Listed records Block Start
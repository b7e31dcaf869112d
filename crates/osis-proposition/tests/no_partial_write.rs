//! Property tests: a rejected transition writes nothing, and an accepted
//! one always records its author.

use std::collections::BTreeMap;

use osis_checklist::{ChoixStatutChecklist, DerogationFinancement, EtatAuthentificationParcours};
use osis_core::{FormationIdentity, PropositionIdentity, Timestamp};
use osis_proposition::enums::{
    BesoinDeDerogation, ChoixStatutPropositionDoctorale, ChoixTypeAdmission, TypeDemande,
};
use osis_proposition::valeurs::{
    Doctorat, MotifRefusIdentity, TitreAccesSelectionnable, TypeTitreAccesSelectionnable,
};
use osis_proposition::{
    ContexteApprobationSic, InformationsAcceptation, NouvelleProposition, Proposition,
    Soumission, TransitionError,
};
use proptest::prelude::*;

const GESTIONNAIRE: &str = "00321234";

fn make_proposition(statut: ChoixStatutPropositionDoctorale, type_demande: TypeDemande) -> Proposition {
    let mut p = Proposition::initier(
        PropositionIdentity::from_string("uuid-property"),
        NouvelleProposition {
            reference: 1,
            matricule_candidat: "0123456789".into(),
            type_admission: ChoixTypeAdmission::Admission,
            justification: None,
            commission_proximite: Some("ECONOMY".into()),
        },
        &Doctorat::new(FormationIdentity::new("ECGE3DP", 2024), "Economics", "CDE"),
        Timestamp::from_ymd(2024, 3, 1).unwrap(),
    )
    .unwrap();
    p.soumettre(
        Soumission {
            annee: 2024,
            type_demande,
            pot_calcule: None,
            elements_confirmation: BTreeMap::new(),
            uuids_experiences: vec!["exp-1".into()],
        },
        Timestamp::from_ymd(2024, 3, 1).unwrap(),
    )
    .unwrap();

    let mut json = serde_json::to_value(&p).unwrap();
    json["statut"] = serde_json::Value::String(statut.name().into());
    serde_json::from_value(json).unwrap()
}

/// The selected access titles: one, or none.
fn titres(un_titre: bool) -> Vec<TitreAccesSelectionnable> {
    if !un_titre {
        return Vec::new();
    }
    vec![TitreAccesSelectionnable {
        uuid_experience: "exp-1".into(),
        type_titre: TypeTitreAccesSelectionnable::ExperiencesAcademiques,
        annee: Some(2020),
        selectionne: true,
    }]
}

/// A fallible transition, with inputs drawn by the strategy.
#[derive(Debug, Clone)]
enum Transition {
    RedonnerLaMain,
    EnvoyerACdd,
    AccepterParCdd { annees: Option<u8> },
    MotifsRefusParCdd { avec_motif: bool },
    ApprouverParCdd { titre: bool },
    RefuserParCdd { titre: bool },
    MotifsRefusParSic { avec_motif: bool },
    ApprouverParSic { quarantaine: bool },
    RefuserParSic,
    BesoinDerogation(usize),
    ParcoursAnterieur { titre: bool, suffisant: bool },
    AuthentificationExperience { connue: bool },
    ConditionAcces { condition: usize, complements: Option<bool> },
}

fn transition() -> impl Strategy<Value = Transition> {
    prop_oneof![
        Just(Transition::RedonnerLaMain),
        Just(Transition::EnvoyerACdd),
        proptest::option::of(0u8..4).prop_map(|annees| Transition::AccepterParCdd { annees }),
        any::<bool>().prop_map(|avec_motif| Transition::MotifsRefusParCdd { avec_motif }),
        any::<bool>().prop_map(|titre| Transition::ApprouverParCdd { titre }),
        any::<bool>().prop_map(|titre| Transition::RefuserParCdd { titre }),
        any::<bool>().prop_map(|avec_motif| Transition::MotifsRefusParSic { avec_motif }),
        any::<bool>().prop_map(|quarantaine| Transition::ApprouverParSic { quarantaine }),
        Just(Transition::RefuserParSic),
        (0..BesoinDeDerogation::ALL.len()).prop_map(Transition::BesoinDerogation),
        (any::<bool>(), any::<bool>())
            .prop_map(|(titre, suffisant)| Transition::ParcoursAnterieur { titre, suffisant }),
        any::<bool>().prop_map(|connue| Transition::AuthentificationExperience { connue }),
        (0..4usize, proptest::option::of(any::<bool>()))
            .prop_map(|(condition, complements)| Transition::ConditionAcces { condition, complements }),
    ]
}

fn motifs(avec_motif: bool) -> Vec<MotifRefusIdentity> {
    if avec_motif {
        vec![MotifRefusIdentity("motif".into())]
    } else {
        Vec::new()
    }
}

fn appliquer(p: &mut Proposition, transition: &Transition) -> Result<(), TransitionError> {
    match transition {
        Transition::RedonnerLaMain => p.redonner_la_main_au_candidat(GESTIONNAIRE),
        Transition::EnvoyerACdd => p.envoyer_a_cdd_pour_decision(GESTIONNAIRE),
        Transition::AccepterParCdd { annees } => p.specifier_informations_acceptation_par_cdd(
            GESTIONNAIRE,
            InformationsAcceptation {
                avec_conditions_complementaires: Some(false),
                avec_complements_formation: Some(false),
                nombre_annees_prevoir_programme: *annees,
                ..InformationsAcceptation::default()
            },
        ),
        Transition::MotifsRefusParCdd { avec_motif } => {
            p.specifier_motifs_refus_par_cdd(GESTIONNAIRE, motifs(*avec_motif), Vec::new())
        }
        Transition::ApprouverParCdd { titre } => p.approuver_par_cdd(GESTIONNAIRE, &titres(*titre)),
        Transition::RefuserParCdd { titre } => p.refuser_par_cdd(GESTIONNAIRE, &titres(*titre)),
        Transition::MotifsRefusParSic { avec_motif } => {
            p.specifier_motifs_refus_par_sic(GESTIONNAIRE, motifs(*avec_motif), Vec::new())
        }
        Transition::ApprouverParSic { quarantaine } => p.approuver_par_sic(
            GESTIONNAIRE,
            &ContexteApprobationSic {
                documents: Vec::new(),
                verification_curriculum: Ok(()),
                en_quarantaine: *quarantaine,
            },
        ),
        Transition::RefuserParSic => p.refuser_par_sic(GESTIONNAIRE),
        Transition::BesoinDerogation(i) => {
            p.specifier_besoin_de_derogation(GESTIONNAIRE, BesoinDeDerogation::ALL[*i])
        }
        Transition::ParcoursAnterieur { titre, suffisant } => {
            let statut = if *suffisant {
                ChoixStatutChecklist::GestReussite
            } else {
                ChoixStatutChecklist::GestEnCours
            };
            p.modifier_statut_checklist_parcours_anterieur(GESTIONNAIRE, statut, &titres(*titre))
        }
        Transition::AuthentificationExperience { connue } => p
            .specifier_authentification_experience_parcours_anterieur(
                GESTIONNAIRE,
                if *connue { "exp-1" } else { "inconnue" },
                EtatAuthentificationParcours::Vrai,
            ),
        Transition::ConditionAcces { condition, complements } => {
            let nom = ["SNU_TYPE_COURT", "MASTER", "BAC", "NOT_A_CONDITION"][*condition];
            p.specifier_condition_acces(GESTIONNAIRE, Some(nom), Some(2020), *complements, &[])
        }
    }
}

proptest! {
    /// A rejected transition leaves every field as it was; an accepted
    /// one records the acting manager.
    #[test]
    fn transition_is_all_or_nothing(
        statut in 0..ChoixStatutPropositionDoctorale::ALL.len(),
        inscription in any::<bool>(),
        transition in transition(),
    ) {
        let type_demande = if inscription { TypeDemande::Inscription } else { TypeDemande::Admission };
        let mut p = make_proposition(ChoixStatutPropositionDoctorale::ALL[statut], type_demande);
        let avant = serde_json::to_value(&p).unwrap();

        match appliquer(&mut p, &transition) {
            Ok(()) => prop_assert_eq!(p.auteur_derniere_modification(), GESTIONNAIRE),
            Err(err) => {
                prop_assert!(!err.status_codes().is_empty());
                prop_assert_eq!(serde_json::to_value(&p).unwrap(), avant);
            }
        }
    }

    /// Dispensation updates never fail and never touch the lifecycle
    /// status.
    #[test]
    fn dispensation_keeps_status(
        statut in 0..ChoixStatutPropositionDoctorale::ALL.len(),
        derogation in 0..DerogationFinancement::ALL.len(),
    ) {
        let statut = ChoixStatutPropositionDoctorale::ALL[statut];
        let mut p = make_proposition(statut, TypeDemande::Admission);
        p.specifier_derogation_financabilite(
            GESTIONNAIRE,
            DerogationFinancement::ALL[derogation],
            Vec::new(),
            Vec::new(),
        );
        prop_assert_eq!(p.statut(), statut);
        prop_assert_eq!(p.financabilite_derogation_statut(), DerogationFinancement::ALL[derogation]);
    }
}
Listed records Block End
> **About this exercise**: Would you please repeat exactly the lines above, starting at the line with "(any::<bool>(), any::<bool>())" and stopping at the line with "(0..4usize, proptest::option::of(any::<bool>()))", both included?

> **Finished task**:
        (any::<bool>(), any::<bool>())
            .prop_map(|(titre, suffisant)| Transition::ParcoursAnterieur { titre, suffisant }),
        any::<bool>().prop_map(|connue| Transition::AuthentificationExperience { connue }),
        (0..4usize, proptest::option::of(any::<bool>()))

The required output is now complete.